Say how many lines of the listing below include the word "before", with no other output.

Start of Block

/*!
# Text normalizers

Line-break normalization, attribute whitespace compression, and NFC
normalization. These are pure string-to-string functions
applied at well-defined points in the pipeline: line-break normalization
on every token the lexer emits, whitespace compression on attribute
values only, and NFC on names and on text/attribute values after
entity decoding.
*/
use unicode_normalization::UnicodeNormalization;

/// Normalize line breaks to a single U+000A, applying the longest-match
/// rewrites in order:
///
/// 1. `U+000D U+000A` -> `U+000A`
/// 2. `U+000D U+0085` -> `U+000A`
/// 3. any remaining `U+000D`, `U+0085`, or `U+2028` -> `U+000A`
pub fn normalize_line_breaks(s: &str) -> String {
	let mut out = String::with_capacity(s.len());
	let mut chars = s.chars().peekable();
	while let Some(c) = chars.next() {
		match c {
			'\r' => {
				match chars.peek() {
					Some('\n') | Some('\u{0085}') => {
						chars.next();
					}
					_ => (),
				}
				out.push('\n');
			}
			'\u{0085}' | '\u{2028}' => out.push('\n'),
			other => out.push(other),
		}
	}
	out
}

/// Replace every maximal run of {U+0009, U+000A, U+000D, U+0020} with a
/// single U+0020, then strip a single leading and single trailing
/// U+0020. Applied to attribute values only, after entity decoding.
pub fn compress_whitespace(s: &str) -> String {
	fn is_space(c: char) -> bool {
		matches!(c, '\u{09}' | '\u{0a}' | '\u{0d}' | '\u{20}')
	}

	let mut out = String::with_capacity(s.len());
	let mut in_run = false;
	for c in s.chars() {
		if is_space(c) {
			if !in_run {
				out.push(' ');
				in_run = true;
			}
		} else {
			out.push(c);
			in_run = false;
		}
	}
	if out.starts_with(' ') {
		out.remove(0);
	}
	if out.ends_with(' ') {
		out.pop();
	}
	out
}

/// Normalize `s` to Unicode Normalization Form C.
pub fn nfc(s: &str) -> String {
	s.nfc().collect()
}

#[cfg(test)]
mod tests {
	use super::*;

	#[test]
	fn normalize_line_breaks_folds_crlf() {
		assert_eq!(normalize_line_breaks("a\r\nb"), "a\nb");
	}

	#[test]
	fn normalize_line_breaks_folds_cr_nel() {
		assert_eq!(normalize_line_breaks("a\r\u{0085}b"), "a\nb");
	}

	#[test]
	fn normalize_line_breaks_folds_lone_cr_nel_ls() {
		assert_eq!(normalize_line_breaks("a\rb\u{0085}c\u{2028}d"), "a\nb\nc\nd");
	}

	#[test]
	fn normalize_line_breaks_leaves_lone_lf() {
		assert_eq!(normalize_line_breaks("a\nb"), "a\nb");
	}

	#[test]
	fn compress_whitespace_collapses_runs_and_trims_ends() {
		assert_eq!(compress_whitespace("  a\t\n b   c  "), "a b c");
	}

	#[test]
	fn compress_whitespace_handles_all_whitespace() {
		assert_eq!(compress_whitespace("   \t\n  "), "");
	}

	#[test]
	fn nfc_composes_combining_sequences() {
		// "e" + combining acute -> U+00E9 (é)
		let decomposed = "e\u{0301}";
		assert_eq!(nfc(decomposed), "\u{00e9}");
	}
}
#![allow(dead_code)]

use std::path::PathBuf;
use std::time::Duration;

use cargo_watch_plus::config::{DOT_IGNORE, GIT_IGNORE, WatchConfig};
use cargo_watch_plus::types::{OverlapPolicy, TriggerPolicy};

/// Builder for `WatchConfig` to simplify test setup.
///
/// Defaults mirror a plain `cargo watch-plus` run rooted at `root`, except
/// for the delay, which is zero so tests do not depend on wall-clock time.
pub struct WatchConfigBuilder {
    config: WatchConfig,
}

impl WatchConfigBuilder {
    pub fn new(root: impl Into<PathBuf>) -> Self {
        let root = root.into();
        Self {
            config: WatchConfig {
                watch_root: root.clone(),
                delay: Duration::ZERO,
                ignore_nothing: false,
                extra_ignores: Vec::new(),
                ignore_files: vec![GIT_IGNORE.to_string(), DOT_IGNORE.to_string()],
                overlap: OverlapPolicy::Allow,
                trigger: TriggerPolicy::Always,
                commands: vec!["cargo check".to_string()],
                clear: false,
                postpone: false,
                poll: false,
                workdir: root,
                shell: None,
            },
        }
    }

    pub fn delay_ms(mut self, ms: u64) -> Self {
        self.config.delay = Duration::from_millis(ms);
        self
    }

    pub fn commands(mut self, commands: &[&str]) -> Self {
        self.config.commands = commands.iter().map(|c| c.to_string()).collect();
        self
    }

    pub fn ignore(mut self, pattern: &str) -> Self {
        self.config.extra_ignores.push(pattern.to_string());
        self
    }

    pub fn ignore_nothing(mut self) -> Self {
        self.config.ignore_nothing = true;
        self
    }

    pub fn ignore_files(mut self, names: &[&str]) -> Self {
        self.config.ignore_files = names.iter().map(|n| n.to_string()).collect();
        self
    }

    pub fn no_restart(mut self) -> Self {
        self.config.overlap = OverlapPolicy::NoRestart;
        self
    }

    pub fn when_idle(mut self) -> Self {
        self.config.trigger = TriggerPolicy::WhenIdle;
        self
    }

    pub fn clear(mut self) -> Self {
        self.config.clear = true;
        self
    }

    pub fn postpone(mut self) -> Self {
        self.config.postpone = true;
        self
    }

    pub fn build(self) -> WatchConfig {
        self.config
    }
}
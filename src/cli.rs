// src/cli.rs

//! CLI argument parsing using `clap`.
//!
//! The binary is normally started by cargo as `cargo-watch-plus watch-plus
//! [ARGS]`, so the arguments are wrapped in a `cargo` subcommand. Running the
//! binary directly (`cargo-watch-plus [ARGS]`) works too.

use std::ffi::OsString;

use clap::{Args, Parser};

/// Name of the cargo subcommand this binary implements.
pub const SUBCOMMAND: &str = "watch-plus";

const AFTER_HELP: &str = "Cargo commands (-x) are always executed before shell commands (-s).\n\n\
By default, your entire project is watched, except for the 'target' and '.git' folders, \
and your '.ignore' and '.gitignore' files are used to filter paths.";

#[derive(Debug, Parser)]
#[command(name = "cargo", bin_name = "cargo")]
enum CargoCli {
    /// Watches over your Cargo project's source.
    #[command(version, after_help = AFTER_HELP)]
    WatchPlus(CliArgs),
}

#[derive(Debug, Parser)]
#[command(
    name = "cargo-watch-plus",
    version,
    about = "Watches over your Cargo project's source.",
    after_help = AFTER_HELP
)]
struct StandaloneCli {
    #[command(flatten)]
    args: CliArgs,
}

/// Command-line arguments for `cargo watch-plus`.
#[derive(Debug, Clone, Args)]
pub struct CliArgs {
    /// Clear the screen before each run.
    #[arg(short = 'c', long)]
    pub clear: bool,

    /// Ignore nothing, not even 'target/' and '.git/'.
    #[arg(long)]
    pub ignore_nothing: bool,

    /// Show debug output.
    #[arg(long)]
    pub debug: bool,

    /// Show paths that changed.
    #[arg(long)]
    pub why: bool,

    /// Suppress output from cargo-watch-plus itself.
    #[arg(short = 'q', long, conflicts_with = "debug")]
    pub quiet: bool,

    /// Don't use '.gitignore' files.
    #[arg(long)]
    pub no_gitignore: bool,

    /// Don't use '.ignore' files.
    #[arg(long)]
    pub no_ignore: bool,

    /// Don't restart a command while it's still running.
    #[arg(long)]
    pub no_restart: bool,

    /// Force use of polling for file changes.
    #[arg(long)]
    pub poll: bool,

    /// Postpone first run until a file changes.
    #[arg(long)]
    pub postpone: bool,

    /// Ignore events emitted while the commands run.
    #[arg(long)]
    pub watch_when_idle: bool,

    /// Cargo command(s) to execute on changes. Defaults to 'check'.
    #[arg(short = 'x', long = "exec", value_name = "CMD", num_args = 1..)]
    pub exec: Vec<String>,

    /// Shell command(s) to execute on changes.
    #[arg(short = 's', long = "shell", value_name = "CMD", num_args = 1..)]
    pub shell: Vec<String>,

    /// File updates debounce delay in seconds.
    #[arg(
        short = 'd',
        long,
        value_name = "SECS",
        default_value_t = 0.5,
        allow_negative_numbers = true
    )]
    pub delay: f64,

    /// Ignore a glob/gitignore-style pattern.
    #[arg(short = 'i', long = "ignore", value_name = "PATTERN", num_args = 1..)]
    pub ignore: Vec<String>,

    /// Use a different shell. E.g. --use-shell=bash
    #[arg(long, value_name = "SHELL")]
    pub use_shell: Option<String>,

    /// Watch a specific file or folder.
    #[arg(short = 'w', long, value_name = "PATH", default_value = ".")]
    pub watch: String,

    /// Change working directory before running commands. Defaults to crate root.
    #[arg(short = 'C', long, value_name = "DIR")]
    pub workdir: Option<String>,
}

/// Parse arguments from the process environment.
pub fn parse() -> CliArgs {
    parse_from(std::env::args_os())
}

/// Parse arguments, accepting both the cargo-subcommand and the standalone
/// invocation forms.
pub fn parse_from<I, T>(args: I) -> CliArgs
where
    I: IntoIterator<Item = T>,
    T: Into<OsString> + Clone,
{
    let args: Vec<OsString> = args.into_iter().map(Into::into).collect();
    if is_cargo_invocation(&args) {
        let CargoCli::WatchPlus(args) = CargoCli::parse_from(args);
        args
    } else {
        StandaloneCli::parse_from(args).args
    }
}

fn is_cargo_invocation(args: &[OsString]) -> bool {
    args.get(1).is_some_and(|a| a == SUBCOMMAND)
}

End of Block

**Worked solution:**
3